** Opening Excerpted records block **
//! Webhook notification

use std::future::Future;
use std::time::Duration;

use reqwest::Client;
use serde::{Deserialize, Serialize};
use tracing::{debug, instrument};

use crate::gazette::error::CrawlError;

/// Body posted to the webhook when a matching edition is found
#[derive(Debug, Clone, PartialEq, Eq, Serialize, Deserialize)]
pub struct WebhookPayload {
    /// Link to the edition
    pub url: String,

    /// Text sent along with the link
    #[serde(rename = "rawDoc")]
    pub raw_doc: String,
}

/// Delivers a [`WebhookPayload`]
pub trait Notifier: Send + Sync {
    /// Deliver `payload` once; any non-2xx answer is a failure
    fn send(&self, payload: &WebhookPayload) -> impl Future<Output = Result<(), CrawlError>> + Send;
}

/// [`Notifier`] posting JSON to a fixed endpoint
#[derive(Debug, Clone)]
pub struct WebhookNotifier {
    client: Client,
    endpoint: String,
}

impl WebhookNotifier {
    /// Create a notifier for `endpoint` whose requests give up after `timeout`
    pub fn new(endpoint: impl Into<String>, timeout: Duration) -> Result<Self, CrawlError> {
        let client = Client::builder()
            .timeout(timeout)
            .build()
            .map_err(|e| CrawlError::Notify(format!("failed to build HTTP client: {}", e)))?;
        Ok(Self {
            client,
            endpoint: endpoint.into(),
        })
    }
}

impl Notifier for WebhookNotifier {
    #[instrument(skip(self, payload), fields(url = %payload.url), level = "debug")]
    async fn send(&self, payload: &WebhookPayload) -> Result<(), CrawlError> {
        let response = self
            .client
            .post(&self.endpoint)
            .json(payload)
            .send()
            .await
            .map_err(|e| CrawlError::Notify(format!("failed to send webhook request: {}", e)))?;

        let status = response.status();
        if !status.is_success() {
            return Err(CrawlError::Notify(format!(
                "webhook returned non-success status: {}",
                status.as_u16()
            )));
        }

        debug!(status = status.as_u16(), "Webhook accepted");
        Ok(())
    }
}

#[cfg(test)]
mod tests {
    use super::*;
    use crate::gazette::GazetteConfig;
    use mockito::{Matcher, Server};
    use std::time::Instant;

    fn payload() -> WebhookPayload {
        WebhookPayload {
            url: "https://dom.example/dom/edicao/1500".to_string(),
            raw_doc: "DOM Nº 1500".to_string(),
        }
    }

    #[test]
    fn test_payload_wire_format() {
        let json = serde_json::to_value(payload()).unwrap();
        assert_eq!(
            json,
            serde_json::json!({
                "url": "https://dom.example/dom/edicao/1500",
                "rawDoc": "DOM Nº 1500",
            })
        );
    }

    #[tokio::test]
    async fn test_send_success() {
        let mut server = Server::new_async().await;
        let mock = server
            .mock("POST", "/webhook")
            .match_header("content-type", "application/json")
            .match_body(Matcher::Json(serde_json::to_value(payload()).unwrap()))
            .with_status(204)
            .expect(1)
            .create_async()
            .await;

        let notifier =
            WebhookNotifier::new(format!("{}/webhook", server.url()), Duration::from_secs(5))
                .unwrap();
        notifier.send(&payload()).await.unwrap();

        mock.assert_async().await;
    }

    #[tokio::test]
    async fn test_send_server_error() {
        let mut server = Server::new_async().await;
        let mock = server
            .mock("POST", "/webhook")
            .with_status(500)
            .expect(1)
            .create_async()
            .await;

        let notifier =
            WebhookNotifier::new(format!("{}/webhook", server.url()), Duration::from_secs(5))
                .unwrap();
        let result = notifier.send(&payload()).await;

        match result {
            Err(CrawlError::Notify(message)) => assert!(message.contains("500")),
            other => panic!("Expected notify error, got {:?}", other),
        }
        mock.assert_async().await;
    }

    #[tokio::test]
    async fn test_send_times_out() {
        let listener = tokio::net::TcpListener::bind("127.0.0.1:0").await.unwrap();
        let addr = listener.local_addr().unwrap();
        let server = tokio::spawn(async move {
            let mut held = Vec::new();
            while let Ok((socket, _)) = listener.accept().await {
                held.push(socket);
            }
        });

        let config = GazetteConfig::builder()
            .webhook_url(format!("http://{}/webhook", addr))
            .request_timeout_secs(1)
            .build();
        let notifier = WebhookNotifier::new(config.webhook_url.clone(), config.request_timeout()).unwrap();

        let started = Instant::now();
        let result = notifier.send(&payload()).await;

        assert!(matches!(result, Err(CrawlError::Notify(_))));
        assert!(started.elapsed() < Duration::from_secs(5));
        server.abort();
    }

    #[tokio::test]
    async fn test_send_unreachable() {
        let notifier =
            WebhookNotifier::new("http://127.0.0.1:9/webhook", Duration::from_secs(5)).unwrap();
        let result = notifier.send(&payload()).await;
        assert!(matches!(result, Err(CrawlError::Notify(_))));
    }
}
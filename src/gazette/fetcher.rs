//! Page fetching

use std::future::Future;
use std::time::Duration;

use reqwest::Client;
use tracing::{debug, instrument};

use crate::gazette::error::CrawlError;

/// Fetches raw HTML for a URL
pub trait PageFetcher: Send + Sync {
    /// GET `url`, returning the body of a 2xx response
    fn fetch(&self, url: &str) -> impl Future<Output = Result<String, CrawlError>> + Send;
}

/// [`PageFetcher`] over a reqwest client with a bounded timeout
#[derive(Debug, Clone)]
pub struct HttpFetcher {
    client: Client,
}

impl HttpFetcher {
    /// Create a fetcher whose requests give up after `timeout`
    pub fn new(timeout: Duration, user_agent: &str) -> Result<Self, CrawlError> {
        let client = Client::builder()
            .timeout(timeout)
            .user_agent(user_agent)
            .build()
            .map_err(|e| CrawlError::fetch("", format!("failed to build HTTP client: {}", e)))?;
        Ok(Self { client })
    }
}

impl PageFetcher for HttpFetcher {
    #[instrument(skip(self), level = "debug")]
    async fn fetch(&self, url: &str) -> Result<String, CrawlError> {
        let response = self
            .client
            .get(url)
            .send()
            .await
            .map_err(|e| CrawlError::fetch(url, e))?;

        let status = response.status();
        if !status.is_success() {
            return Err(CrawlError::fetch(url, format!("returned status {}", status)));
        }

        let body = response.text().await.map_err(|e| CrawlError::fetch(url, e))?;
        debug!(bytes = body.len(), "Fetched page");
        Ok(body)
    }
}
//! Prompt templates for the assistant

/// Prompt used when the knowledge base has nothing relevant
pub fn without_context(query: &str) -> String {
    format!(
        r#"You are Iara, a helpful personal AI assistant. The user is asking: "{query}"

Please respond helpfully, but let them know that you don't have specific information about this topic in your personal knowledge base yet. You can suggest they teach you facts using the /learn command."#
    )
}

/// Prompt grounding the answer in facts retrieved from the knowledge base
pub fn augmented(query: &str, context_docs: &[String]) -> String {
    let context = context_docs.join("\n\n");
    format!(
        r#"You are Iara, a helpful personal AI assistant. You have access to the user's personal knowledge base.

CONTEXT FROM KNOWLEDGE BASE:
{context}

USER QUESTION: {query}

Please answer the user's question using the information from the knowledge base above. If the information is not sufficient to answer the question completely, be honest about what you know and don't know. Be conversational and helpful."#
    )
}
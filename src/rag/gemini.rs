//! Gemini client for embeddings and text generation
//!
//! Talks to the Generative Language REST API with an API key passed as the
//! `key` query parameter. Requests go through a client-side rate limiter so a
//! burst of messages cannot exhaust the per-minute quota.

use std::num::NonZeroU32;
use std::sync::Arc;
use std::time::Duration;

use governor::{DefaultDirectRateLimiter, Quota, RateLimiter};
use reqwest::Client;
use serde::{Deserialize, Serialize};
use tracing::{debug, instrument};

use crate::rag::config::RagConfig;
use crate::rag::error::RagError;
use crate::rag::http::execute_json;
use crate::rag::{Embedder, TextGenerator};

const DEFAULT_BASE_URL: &str = "https://generativelanguage.googleapis.com";
const API_VERSION: &str = "v1beta";

#[derive(Debug, Clone, Serialize, Deserialize)]
struct Part {
    #[serde(default)]
    text: String,
}

#[derive(Debug, Clone, Serialize, Deserialize)]
struct Content {
    #[serde(default)]
    parts: Vec<Part>,
}

impl Content {
    fn text(text: &str) -> Self {
        Self {
            parts: vec![Part {
                text: text.to_string(),
            }],
        }
    }
}

#[derive(Debug, Serialize)]
struct EmbedContentRequest {
    content: Content,
}

#[derive(Debug, Deserialize)]
struct EmbedContentResponse {
    embedding: EmbeddingValues,
}

#[derive(Debug, Deserialize)]
struct EmbeddingValues {
    values: Vec<f32>,
}

/// Sampling parameters sent with every generation request
#[derive(Debug, Clone, PartialEq, Serialize)]
#[serde(rename_all = "camelCase")]
pub struct GenerationConfig {
    pub temperature: f32,
    pub top_k: u32,
    pub top_p: f32,
    pub max_output_tokens: u32,
}

impl From<&RagConfig> for GenerationConfig {
    fn from(config: &RagConfig) -> Self {
        Self {
            temperature: config.temperature,
            top_k: config.top_k,
            top_p: config.top_p,
            max_output_tokens: config.max_output_tokens,
        }
    }
}

#[derive(Debug, Serialize)]
#[serde(rename_all = "camelCase")]
struct GenerateContentRequest {
    contents: Vec<Content>,
    generation_config: GenerationConfig,
}

#[derive(Debug, Deserialize)]
struct GenerateContentResponse {
    #[serde(default)]
    candidates: Vec<Candidate>,
}

#[derive(Debug, Deserialize)]
struct Candidate {
    content: Content,
}

/// Client for the Gemini embedding and generation endpoints
#[derive(Clone)]
pub struct GeminiClient {
    client: Client,
    base_url: String,
    api_key: String,
    embedding_model: String,
    generation_model: String,
    generation_config: GenerationConfig,
    limiter: Arc<DefaultDirectRateLimiter>,
}

#[cfg(test)]
impl GeminiClient {
    /// Set the base URL (for testing only)
    pub fn set_base_url(&mut self, url: String) {
        self.base_url = url;
    }
}

impl GeminiClient {
    /// Create a client with default models and parameters
    pub fn with_api_key(api_key: impl Into<String>) -> Result<Self, RagError> {
        Self::from_config(api_key, &RagConfig::default())
    }

    /// Create a client using the models, sampling and rate limit from `config`
    pub fn from_config(api_key: impl Into<String>, config: &RagConfig) -> Result<Self, RagError> {
        let client = Client::builder()
            .timeout(Duration::from_secs(config.request_timeout_secs))
            .build()?;
        let per_minute = NonZeroU32::new(config.requests_per_minute).unwrap_or(NonZeroU32::MIN);

        Ok(Self {
            client,
            base_url: DEFAULT_BASE_URL.to_string(),
            api_key: api_key.into(),
            embedding_model: config.embedding_model.clone(),
            generation_model: config.generation_model.clone(),
            generation_config: GenerationConfig::from(config),
            limiter: Arc::new(RateLimiter::direct(Quota::per_minute(per_minute))),
        })
    }

    fn model_url(&self, model: &str, method: &str) -> String {
        format!("{}/{}/models/{}:{}", self.base_url, API_VERSION, model, method)
    }

    /// Embed `text` with the configured embedding model
    #[instrument(skip(self, text), fields(chars = text.len()), level = "debug")]
    pub async fn embed_content(&self, text: &str) -> Result<Vec<f32>, RagError> {
        let request = EmbedContentRequest {
            content: Content::text(text),
        };

        self.limiter.until_ready().await;
        let response: EmbedContentResponse = execute_json(
            self.client
                .post(self.model_url(&self.embedding_model, "embedContent"))
                .query(&[("key", &self.api_key)])
                .json(&request),
        )
        .await?;

        debug!(dimensions = response.embedding.values.len(), "Generated embedding");
        Ok(response.embedding.values)
    }

    /// Generate a completion for `prompt` with the configured model
    #[instrument(skip(self, prompt), level = "debug")]
    pub async fn generate_content(&self, prompt: &str) -> Result<String, RagError> {
        let request = GenerateContentRequest {
            contents: vec![Content::text(prompt)],
            generation_config: self.generation_config.clone(),
        };

        self.limiter.until_ready().await;
        let response: GenerateContentResponse = execute_json(
            self.client
                .post(self.model_url(&self.generation_model, "generateContent"))
                .query(&[("key", &self.api_key)])
                .json(&request),
        )
        .await?;

        response
            .candidates
            .into_iter()
            .next()
            .and_then(|candidate| candidate.content.parts.into_iter().next())
            .map(|part| part.text)
            .ok_or(RagError::EmptyResponse)
    }
}

impl Embedder for GeminiClient {
    async fn embed(&self, text: &str) -> Result<Vec<f32>, RagError> {
        self.embed_content(text).await
    }
}

impl TextGenerator for GeminiClient {
    async fn generate(&self, prompt: &str) -> Result<String, RagError> {
        self.generate_content(prompt).await
    }
}
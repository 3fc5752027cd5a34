//! The single in-progress survey session.
//!
//! [`SessionStore`] is the only writer of [`SurveyAnswers`]. Every mutation
//! is checkpointed to the `session` key before it becomes visible in memory,
//! so a reload always resumes from the last acknowledged state.

use std::sync::Arc;

use serde::{Deserialize, Serialize};

use crate::SESSION_KEY;
use crate::answers::{AnswersPatch, FeatureKey, MAX_RATING, MIN_RATING, SurveyAnswers};
use crate::persistence::{KeyValueStore, StorageError};
use crate::validation::{self, LAST_PAGE, SurveyPage};

#[derive(Debug, Clone, Copy, Default, PartialEq, Eq, Serialize, Deserialize)]
#[serde(rename_all = "lowercase")]
pub enum SessionStatus {
    #[default]
    Inactive,
    Active,
    Completed,
}

impl SessionStatus {
    pub fn as_str(self) -> &'static str {
        match self {
            SessionStatus::Inactive => "inactive",
            SessionStatus::Active => "active",
            SessionStatus::Completed => "completed",
        }
    }
}

/// Persisted shape of the `session` key.
#[derive(Debug, Clone, Default, PartialEq, Eq, Serialize, Deserialize)]
#[serde(rename_all = "camelCase")]
pub struct Session {
    #[serde(default)]
    pub session_status: SessionStatus,
    #[serde(default)]
    pub survey_data: SurveyAnswers,
    #[serde(default)]
    pub current_page: usize,
}

#[derive(Debug, thiserror::Error)]
pub enum SessionError {
    #[error(transparent)]
    Storage(#[from] StorageError),

    #[error("page {page} is incomplete: missing {}", missing.join(", "))]
    PageIncomplete {
        page: usize,
        missing: Vec<&'static str>,
    },

    #[error("rating {rating} for {feature} is outside 1..=5")]
    InvalidRating { feature: FeatureKey, rating: u8 },
}

/// Owner of the in-progress [`Session`].
///
/// One instance per process; hosts construct it once and hand it to the
/// [`SubmissionPipeline`](crate::SubmissionPipeline).
pub struct SessionStore {
    storage: Arc<dyn KeyValueStore>,
    session: Session,
}

impl SessionStore {
    /// Load the persisted session, or start from the empty inactive shape.
    pub fn open(storage: Arc<dyn KeyValueStore>) -> Result<Self, SessionError> {
        let mut session: Session = storage.load_as(SESSION_KEY)?.unwrap_or_default();
        session.current_page = session.current_page.min(LAST_PAGE);
        tracing::debug!(
            status = session.session_status.as_str(),
            page = session.current_page,
            "loaded session"
        );
        Ok(Self { storage, session })
    }

    pub fn session(&self) -> &Session {
        &self.session
    }

    pub fn answers(&self) -> &SurveyAnswers {
        &self.session.survey_data
    }

    pub fn current_page(&self) -> usize {
        self.session.current_page
    }

    pub fn status(&self) -> SessionStatus {
        self.session.session_status
    }

    /// Fields the current page still needs before [`advance_page`](Self::advance_page) succeeds.
    pub fn current_page_missing(&self) -> Vec<&'static str> {
        SurveyPage::from_index(self.session.current_page)
            .map(|page| validation::missing_fields_for_page(page, self.answers()))
            .unwrap_or_default()
    }

    /// Shallow-merge `patch` into the answers. No validation.
    pub fn update_answers(&mut self, patch: AnswersPatch) -> Result<(), SessionError> {
        let mut next = self.session.clone();
        next.survey_data.merge(patch);
        self.commit(next)
    }

    /// Set one feature rating, keeping the others.
    pub fn rate_feature(&mut self, feature: FeatureKey, rating: u8) -> Result<(), SessionError> {
        if !(MIN_RATING..=MAX_RATING).contains(&rating) {
            return Err(SessionError::InvalidRating { feature, rating });
        }
        let mut ratings = self.session.survey_data.feature_ratings.clone();
        ratings.insert(feature, rating);
        self.update_answers(AnswersPatch::with_feature_ratings(ratings))
    }

    /// Jump to `index` without validation. Out-of-range lands on the last page.
    pub fn set_page(&mut self, index: i64) -> Result<usize, SessionError> {
        let mut next = self.session.clone();
        next.current_page = validation::resolve_page_index(index);
        self.commit(next)?;
        Ok(self.session.current_page)
    }

    /// Move forward one page if the current page is complete.
    pub fn advance_page(&mut self) -> Result<usize, SessionError> {
        let page = self.session.current_page;
        let missing = self.current_page_missing();
        if !missing.is_empty() {
            tracing::debug!(page, ?missing, "page incomplete; not advancing");
            return Err(SessionError::PageIncomplete { page, missing });
        }

        let mut next = self.session.clone();
        next.current_page = (page + 1).min(LAST_PAGE);
        self.commit(next)?;
        Ok(self.session.current_page)
    }

    /// Move back one page, stopping at the first.
    pub fn back(&mut self) -> Result<usize, SessionError> {
        let mut next = self.session.clone();
        next.current_page = next.current_page.saturating_sub(1);
        self.commit(next)?;
        Ok(self.session.current_page)
    }

    /// Discard whatever is in progress and begin an empty active session.
    pub fn start_fresh_survey(&mut self) -> Result<(), SessionError> {
        let next = Session {
            session_status: SessionStatus::Active,
            ..Session::default()
        };
        self.storage.save_as(SESSION_KEY, &next)?;
        self.session = next;
        tracing::info!("started fresh survey");
        Ok(())
    }

    /// Mark the session completed and drop it from storage entirely.
    ///
    /// Afterwards the store holds the same empty inactive session a fresh
    /// process would load.
    pub fn complete_and_clear(&mut self) -> Result<(), SessionError> {
        self.storage.remove(SESSION_KEY)?;
        let previous = self.session.session_status;
        self.session.session_status = SessionStatus::Completed;
        tracing::info!(from = previous.as_str(), "session completed");
        self.session = Session::default();
        Ok(())
    }

    fn commit(&mut self, mut next: Session) -> Result<(), SessionError> {
        if next.session_status == SessionStatus::Inactive {
            next.session_status = SessionStatus::Active;
            tracing::info!("session activated");
        }
        self.storage.save_as(SESSION_KEY, &next)?;
        self.session = next;
        Ok(())
    }
}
** Closing Excerpted records block **
▸ **Task prompt**
All lines from the start of the entries through the line where "is a failure" sits should be duplicated exactly, with nothing else in the output.

▸ **Solution to the problem**
//! Webhook notification

use std::future::Future;
use std::time::Duration;

use reqwest::Client;
use serde::{Deserialize, Serialize};
use tracing::{debug, instrument};

use crate::gazette::error::CrawlError;

/// Body posted to the webhook when a matching edition is found
#[derive(Debug, Clone, PartialEq, Eq, Serialize, Deserialize)]
pub struct WebhookPayload {
    /// Link to the edition
    pub url: String,

    /// Text sent along with the link
    #[serde(rename = "rawDoc")]
    pub raw_doc: String,
}

/// Delivers a [`WebhookPayload`]
pub trait Notifier: Send + Sync {
    /// Deliver `payload` once; any non-2xx answer is a failure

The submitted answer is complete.